Items listed in a dataset:
=-=-=

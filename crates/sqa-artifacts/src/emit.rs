use sqa_core::{Artifact, ArtifactEmitter, ArtifactKind, ValidatedTestCase};

/// Mocked Playwright script per valid case.
pub struct PlaywrightEmitter;

/// Mocked GitHub Actions workflow per valid case.
pub struct WorkflowEmitter;

pub fn playwright_script(story_id: &str) -> String {
    format!("// Playwright script for {story_id}\n// ... (mocked)")
}

pub fn github_workflow(story_id: &str) -> String {
    format!("# GitHub Actions workflow for {story_id}\n# ... (mocked)")
}

fn emit_valid(validated: &[ValidatedTestCase], render: fn(&str) -> String) -> Vec<Artifact> {
    validated
        .iter()
        .filter(|v| v.is_valid)
        .map(|v| Artifact {
            story_id: v.case.story_id.clone(),
            content: render(&v.case.story_id),
        })
        .collect()
}

impl ArtifactEmitter for PlaywrightEmitter {
    fn kind(&self) -> ArtifactKind {
        ArtifactKind::PlaywrightScript
    }

    fn emit(&self, validated: &[ValidatedTestCase]) -> Vec<Artifact> {
        emit_valid(validated, playwright_script)
    }
}

impl ArtifactEmitter for WorkflowEmitter {
    fn kind(&self) -> ArtifactKind {
        ArtifactKind::CiWorkflow
    }

    fn emit(&self, validated: &[ValidatedTestCase]) -> Vec<Artifact> {
        emit_valid(validated, github_workflow)
    }
}

/// Both emitters, in output order.
pub fn default_emitters() -> Vec<Box<dyn ArtifactEmitter>> {
    vec![Box::new(PlaywrightEmitter), Box::new(WorkflowEmitter)]
}
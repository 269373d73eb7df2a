pub mod rule;
pub mod types;
pub mod validator;

pub use rule::*;
pub use types::*;
pub use validator::*;
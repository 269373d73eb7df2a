//! Jira-backed story fetcher.

pub mod client;
pub mod fetcher;
pub mod jql;
pub mod response;

pub use client::*;
pub use fetcher::*;
pub use jql::*;
pub use response::*;
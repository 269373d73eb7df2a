//! Test case drafting through a chat-completion model.

pub mod generator;
pub mod openai;
pub mod prompt;

pub use generator::*;
pub use openai::*;
pub use prompt::*;
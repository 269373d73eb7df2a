pub mod emit;
pub mod report;
pub mod store;

pub use emit::*;
pub use report::*;
pub use store::*;
use std::fmt;
use std::path::PathBuf;

use serde::{Deserialize, Serialize};
use thiserror::Error;

/// Remote collaborator a request was sent to.
#[derive(Clone, Copy, Debug, Serialize, Deserialize, PartialEq, Eq)]
#[serde(rename_all = "snake_case")]
pub enum Service {
    Tracker,
    Model,
}

impl fmt::Display for Service {
    fn fmt(&self, f: &mut fmt::Formatter<'_>) -> fmt::Result {
        match self {
            Service::Tracker => f.write_str("tracker"),
            Service::Model => f.write_str("model"),
        }
    }
}

/// Coarse failure class. Each maps to its own process exit status.
#[derive(Clone, Copy, Debug, Serialize, Deserialize, PartialEq, Eq)]
#[serde(rename_all = "snake_case")]
pub enum ErrorCategory {
    Config,
    Tracker,
    Model,
    DataShape,
    Io,
}

impl ErrorCategory {
    pub fn exit_code(self) -> u8 {
        match self {
            ErrorCategory::Config => 2,
            ErrorCategory::Tracker => 3,
            ErrorCategory::Model => 4,
            ErrorCategory::DataShape => 5,
            ErrorCategory::Io => 6,
        }
    }
}

#[derive(Debug, Error)]
pub enum StageError {
    #[error("{service} request failed with status {status}: {body}")]
    Request {
        service: Service,
        status: u16,
        body: String,
    },
    #[error("{service} transport error: {message}")]
    Transport { service: Service, message: String },
    #[error("unexpected {service} response: {message}")]
    DataShape { service: Service, message: String },
    #[error("configuration error: {0}")]
    Config(String),
    #[error("write {}: {source}", path.display())]
    Io {
        path: PathBuf,
        #[source]
        source: std::io::Error,
    },
}

impl StageError {
    pub fn category(&self) -> ErrorCategory {
        match self {
            StageError::Request { service, .. } | StageError::Transport { service, .. } => match service {
                Service::Tracker => ErrorCategory::Tracker,
                Service::Model => ErrorCategory::Model,
            },
            StageError::DataShape { .. } => ErrorCategory::DataShape,
            StageError::Config(_) => ErrorCategory::Config,
            StageError::Io { .. } => ErrorCategory::Io,
        }
    }

    pub fn exit_code(&self) -> u8 {
        self.category().exit_code()
    }

    pub fn io(path: impl Into<PathBuf>, source: std::io::Error) -> Self {
        StageError::Io {
            path: path.into(),
            source,
        }
    }
}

=-=-=

### What is expected
From the data, work out how many lines include the word "validator"; the reply is that number and nothing else.

### Problem solution
2